Human Induced Earthquakes

  • Human Induced Earthquakes refer to typically minor earthquakes and tremors that are caused by human activity like mining, large-scale petroleum extraction, artificial lakes (reservoirs), nuclear tests etc.

Reservoir-induced seismicity

  • The pressure offered by a column of water in a large and deep artificial lake alters stresses along an existing fault or fracture. Also, the percolation of water weakens the soil structure and lubricates the faults.
  • Loading and unloading water can significantly change the stress. This significant change in stress can lead to a sudden movement along the fault or fracture, resulting in an earthquake.
  • The 6.3 magnitudes 1967 Koynanagar earthquake occurred near the Koyna Dam reservoir in Maharashtra and claimed more than 150 lives. There have been several earthquakes of smaller magnitude since then.
  • Some geologists believe that the earthquake was due to reservoir-triggered seismic activity.
  • The 2008 Sichuan earthquake, which caused approximately 68,000 deaths, is another possible example.

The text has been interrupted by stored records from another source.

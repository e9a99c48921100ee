/*
 * Copyright 2025 the slfs developers
 *
 * This file is part of slfs.
 *
 * slfs is free software: you can redistribute it and/or modify it under the
 * terms of the GNU General Public License as published by the Free Software
 * Foundation, either version 3 of the License, or (at your option) any later
 * version.
 *
 * slfs is distributed in the hope that it will be useful, but WITHOUT ANY
 * WARRANTY; without even the implied warranty of MERCHANTABILITY or FITNESS FOR
 * A PARTICULAR PURPOSE. See the GNU General Public License for more details.
 *
 * You should have received a copy of the GNU General Public License along with
 * slfs. If not, see <https://www.gnu.org/licenses/>.
 */

//! Demonstration shell around the storage core: opens (or formats) an image,
//! reads a test extent, then writes and commits it. Run it twice to see the
//! extent survive.

use slfs::types::BYTES_PER_BLOCK;
use slfs::{Disk, datanum_to_block_id, error};
use std::env;
use std::path::PathBuf;
use std::process::exit;

/// The file the demo extent lives in.
const DEMO_FILE: u32 = 17;
/// Byte offset of the demo extent, far enough out to need an indirect block.
const DEMO_OFFSET: u64 = 100_000_000;

/// Structure storing command line arguments.
#[derive(Default)]
struct Args {
    /// If true, print command line help.
    help: bool,
    /// If true, reformat the image even if it holds data.
    format: bool,
    /// Path to the image file.
    image: Option<PathBuf>,
}

fn parse_args() -> Args {
    let mut res: Args = Default::default();
    for arg in env::args_os().skip(1) {
        match arg.to_str() {
            Some("-h" | "--help") => res.help = true,
            Some("-f" | "--format") => res.format = true,
            _ => res.image = Some(PathBuf::from(arg)),
        }
    }
    res
}

/// Prints the command's usage.
fn print_usage() {
    eprintln!("Usage:");
    eprintln!(" slfs [-f] <image>");
    eprintln!();
    eprintln!(" -f, --format   start from an empty image");
    eprintln!(" -h, --help     print this help");
}

fn main() {
    let args = parse_args();
    if args.help {
        print_usage();
        exit(0);
    }
    let Some(image) = args.image else {
        print_usage();
        exit(1);
    };

    let mut disk = Disk::open(&image, args.format).unwrap_or_else(|e| error("slfs", e));

    let mut buf = [0; 12];
    if disk.read(DEMO_FILE, &mut buf, DEMO_OFFSET) {
        println!("read back: {:?}", String::from_utf8_lossy(&buf));
    } else {
        println!("extent not present yet");
    }

    let payload = b"hello world\0";
    let ok = disk
        .write(DEMO_FILE, payload, DEMO_OFFSET)
        .unwrap_or_else(|e| error("slfs", e));
    if !ok {
        error("slfs", "demo extent out of range");
    }
    disk.sync().unwrap_or_else(|e| error("slfs", e));

    let id = datanum_to_block_id(DEMO_FILE, DEMO_OFFSET / BYTES_PER_BLOCK as u64);
    let addr = disk
        .locate(id)
        .unwrap_or_else(|| error("slfs", "extent vanished after sync"));
    println!("committed block [{id}] at {addr}");
}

It is believed that the construction and filling of the Zipingpu Dam may have triggered the earthquake.

Earthquakes are based on the depth of focus

  • Earthquakes can occur anywhere between the Earth’s surface and about 700 kilometres below the surface.
  • For scientific purposes, this earthquake depth range of 0 – 700 km is divided into three zones: shallow, intermediate, and deep.
  • Shallow focus earthquakes are found within the earth’s outer crustal layer, while deep focus earthquakes occur within the deeper subduction zones of the earth.
  • Shallow earthquakes are 0 – 70 km deep.
  • Intermediate earthquakes are 70 – 300 km deep.
  • Deep earthquakes are 300 – 700 km deep.
  • Of the total energy released in earthquakes, about 12-15 per cent comes from intermediate earthquakes, about 3-5 per cent from deeper earthquakes and about 70-85 per cent from shallow earthquakes.
  • A quake’s destructive force depends not only on the energy released but also on location, distance from the epicentre and depth.
  • On 24 August 2016, a 6.2 earthquake rocked Central Italy killing about 300 people. An even bigger 6.8 hit Myanmar the same day killing just a few people.
  • Italy’s quake was very shallow, originating within 10 kilometres underground. By contrast, the quake in Myanmar was deeper. 84 kilometres.

Shallow-focus earthquake

  • The great majority of earthquakes have a shallow focus. Hence, they are also called ‘crustal earthquakes.’
  • The majority of the shallow focus earthquakes are of smaller magnitudes (usual range of 1 to 5). But a few can be of a higher magnitude and can cause a great deal of destruction.
  • They occur quite frequently and at random. However, as most of them are either of smaller magnitudes or occur along submarine ridges, they are often not felt.
  • Though comparatively of low magnitude, shallow focus earthquakes can cause relatively greater damage at the surface (as the whole energy is directed towards a small area) compared to their deep-focus counterparts.

Deep-focus earthquake

  • In general, the term “deep-focus earthquakes” is applied to earthquakes deeper than 70 km.
  • The deeper-focus earthquakes commonly occur in patterns called Benioff zones that dip into the Earth, indicating the presence of a subducting slab (zone of subduction).
  • Hence, they are also known as intraplate earthquakes (triggered by the collision between plates).
  • They happen as huge quakes with larger magnitudes (usual range of 6 to 8), as a great deal of energy is released with the forceful collision of the plates.
  • But the earthquakes alone may not cause much destruction as the foci of the quakes to lie at great depths and the energy of the quakes dissipates over a wide area.
  • The strongest deep-focus earthquake in the seismic record was the magnitude 8.3 Okhotsk Sea earthquake that occurred at a depth of 609 km in 2013.
  • The deepest earthquake ever recorded was a 4.2 earthquake in Vanuatu at a depth of 735.8 km in 2004.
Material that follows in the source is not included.